In other words, the mayor’s probably looking to excuse himself from the discussion and hoping to sideline the city along with him. Go on ahead without us. We’ll just stay here and roll up into a ball of irrelevancy.

How many members of his Executive Committee are willing to stick their heads in the sand along with the mayor? This isn’t just some left-right, downtown-suburban issue we’re talking about here. Toronto’s Board of Trade is pushing this discussion. The bigwigs of the region’s post-secondary school institutes are demanding action. John Tory’s Greater Toronto CivicAction Alliance group will be rolling out their attempt to kick start the debate this week.

But the mayor of the largest city in the entire GTHA wants to take a pass on participating?

Enabling such a craven approach will not reflect well on those who do so. Transit is too important an item to continue playing politics with it. We’ve avoided having this conversation for at least a generation now. Any elected official once more endeavouring to push it off onto someone else’s plate needs to seriously question why it was they sought public office in the first place. And voters need to question why it was they supported them.

ominously submitted by Cityslikr

4 thoughts on “Time To Talk Transit Turkey

  1. Listen.
    You just don’t get it. Everything the Fordos do can be explained by a relatively simple notion:
    They don’t like government.
    As ironic as it is that the Fordos are actually government officials, they believe less government=better government.

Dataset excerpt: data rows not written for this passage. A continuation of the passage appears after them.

//! Units of measure and ingredient-specific conversions

use rust_decimal::Decimal;
use serde::{Deserialize, Serialize};

use super::ParseEnumError;
use crate::types::{BranchId, IngredientId};

/// Synthetic unit used to bridge two cross-dimension conversions
pub const BRIDGE_UNIT: &str = "BASE";

/// Measurement family
#[derive(Debug, Clone, Copy, PartialEq, Eq, Hash, Serialize, Deserialize)]
#[serde(rename_all = "SCREAMING_SNAKE_CASE")]
pub enum Dimension {
    Weight,
    Volume,
    Count,
}

impl Dimension {
    pub fn as_str(&self) -> &'static str {
        match self {
            Dimension::Weight => "WEIGHT",
            Dimension::Volume => "VOLUME",
            Dimension::Count => "COUNT",
        }
    }
}

impl std::str::FromStr for Dimension {
    type Err = ParseEnumError;

    fn from_str(s: &str) -> Result<Self, Self::Err> {
        match s {
            "WEIGHT" => Ok(Dimension::Weight),
            "VOLUME" => Ok(Dimension::Volume),
            "COUNT" => Ok(Dimension::Count),
            other => Err(ParseEnumError::new("dimension", other)),
        }
    }
}

/// Position of a unit in its dimension
#[derive(Debug, Clone, PartialEq, Eq, Serialize, Deserialize)]
#[serde(tag = "kind", rename_all = "snake_case")]
pub enum UnitKind {
    /// The dimension's reference unit (factor 1)
    Base,
    /// `1 unit = factor_to_base * base unit`
    Derived {
        base_unit_code: String,
        factor_to_base: Decimal,
    },
}

/// A unit of measure
#[derive(Debug, Clone, PartialEq, Eq, Serialize, Deserialize)]
pub struct Unit {
    pub code: String,
    pub dimension: Dimension,
    pub kind: UnitKind,
}

impl Unit {
    pub fn base(code: &str, dimension: Dimension) -> Self {
        Self {
            code: normalize_unit_code(code),
            dimension,
            kind: UnitKind::Base,
        }
    }

    pub fn derived(code: &str, dimension: Dimension, base_unit_code: &str, factor_to_base: Decimal) -> Self {
        Self {
            code: normalize_unit_code(code),
            dimension,
            kind: UnitKind::Derived {
                base_unit_code: normalize_unit_code(base_unit_code),
                factor_to_base,
            },
        }
    }

    /// Code of the base unit this unit resolves to
    pub fn base_code(&self) -> &str {
        match &self.kind {
            UnitKind::Base => &self.code,
            UnitKind::Derived { base_unit_code, .. } => base_unit_code,
        }
    }

    pub fn factor_to_base(&self) -> Decimal {
        match &self.kind {
            UnitKind::Base => Decimal::ONE,
            UnitKind::Derived { factor_to_base, .. } => *factor_to_base,
        }
    }
}

/// Whether a conversion row applies everywhere or to one branch
#[derive(Debug, Clone, Copy, PartialEq, Eq, Hash, Serialize, Deserialize)]
#[serde(rename_all = "SCREAMING_SNAKE_CASE")]
pub enum ConversionScope {
    Global,
    Branch,
}

impl ConversionScope {
    pub fn as_str(&self) -> &'static str {
        match self {
            ConversionScope::Global => "GLOBAL",
            ConversionScope::Branch => "BRANCH",
        }
    }
}

impl std::str::FromStr for ConversionScope {
    type Err = ParseEnumError;

    fn from_str(s: &str) -> Result<Self, Self::Err> {
        match s {
            "GLOBAL" => Ok(ConversionScope::Global),
            "BRANCH" => Ok(ConversionScope::Branch),
            other => Err(ParseEnumError::new("conversion scope", other)),
        }
    }
}

/// Ingredient-specific conversion, e.g. 1 CUP of flour = 120 G
#[derive(Debug, Clone, PartialEq, Eq, Serialize, Deserialize)]
pub struct IngredientUnitConversion {
    pub id: i64,
    pub ingredient_id: IngredientId,
    pub from_unit: String,
    pub to_unit: String,
    /// `1 from_unit = factor * to_unit`
    pub factor: Decimal,
    pub scope: ConversionScope,
    pub branch_id: Option<BranchId>,
    pub active: bool,
}

impl IngredientUnitConversion {
    /// Whether this row may serve a lookup in `scope` for `branch_id`
    pub fn applies_to(&self, scope: ConversionScope, branch_id: Option<BranchId>) -> bool {
        if !self.active || self.scope != scope {
            return false;
        }
        match scope {
            ConversionScope::Global => true,
            ConversionScope::Branch => branch_id.is_some() && self.branch_id == branch_id,
        }
    }
}

/// Unit codes are compared trimmed and upper-cased
pub fn normalize_unit_code(code: &str) -> String {
    code.trim().to_ascii_uppercase()
}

    Want something new in society? Government shouldn’t build it. Taxes should *never* be raised.

    Transit or whatever the heck you are talking about, this is how the Tea Party, of which the Fordos are poster childs, would run society. Hell, even if we had to fight WWIII, “hands off my money!!!!” They say.

    Whatever issue comes up in this city, the answer is ideologically the same: we shouldn’t pay for it.

    When will you start addressing this deeper and darker phenomenon that truly explains how these nutjobs think?

    • Ford is more of a Harrisite that doesn’t like the transit blocking his ability drive/read around in his MiniVan/Cadillac.
      Harris passed on the TTC to the City while cutting funding.
      Sold the 407 to private interests and coincidentally sits on the board of Magna who makes car parts…

    • Unless “it” is a reversible fifth lane on Jarvis. Then it’s no problem for government to build it.

      In other words, there isn’t even any real, consistent ideology. There’s just an angry. dumber-than-a-post populist desperately trying to appear relevant (as long as it doesn’t take too much time away from his football schedule).

  2. Remember John Snobelen, the high school dropout turned Education Minister, who was foolish enough to let the strategy cat out of the bag: bankrupt the education system in order to manufacture a crisis, the answer to which would be radical “reforms”?

    There’s something to the notion that this is the game plan of the Fords, or the money behind them. Render civic government impotent so that it can be “reformed” in the neoliberal image. Declare Toronto “open for business” and collect the graft — er, campaign contributions.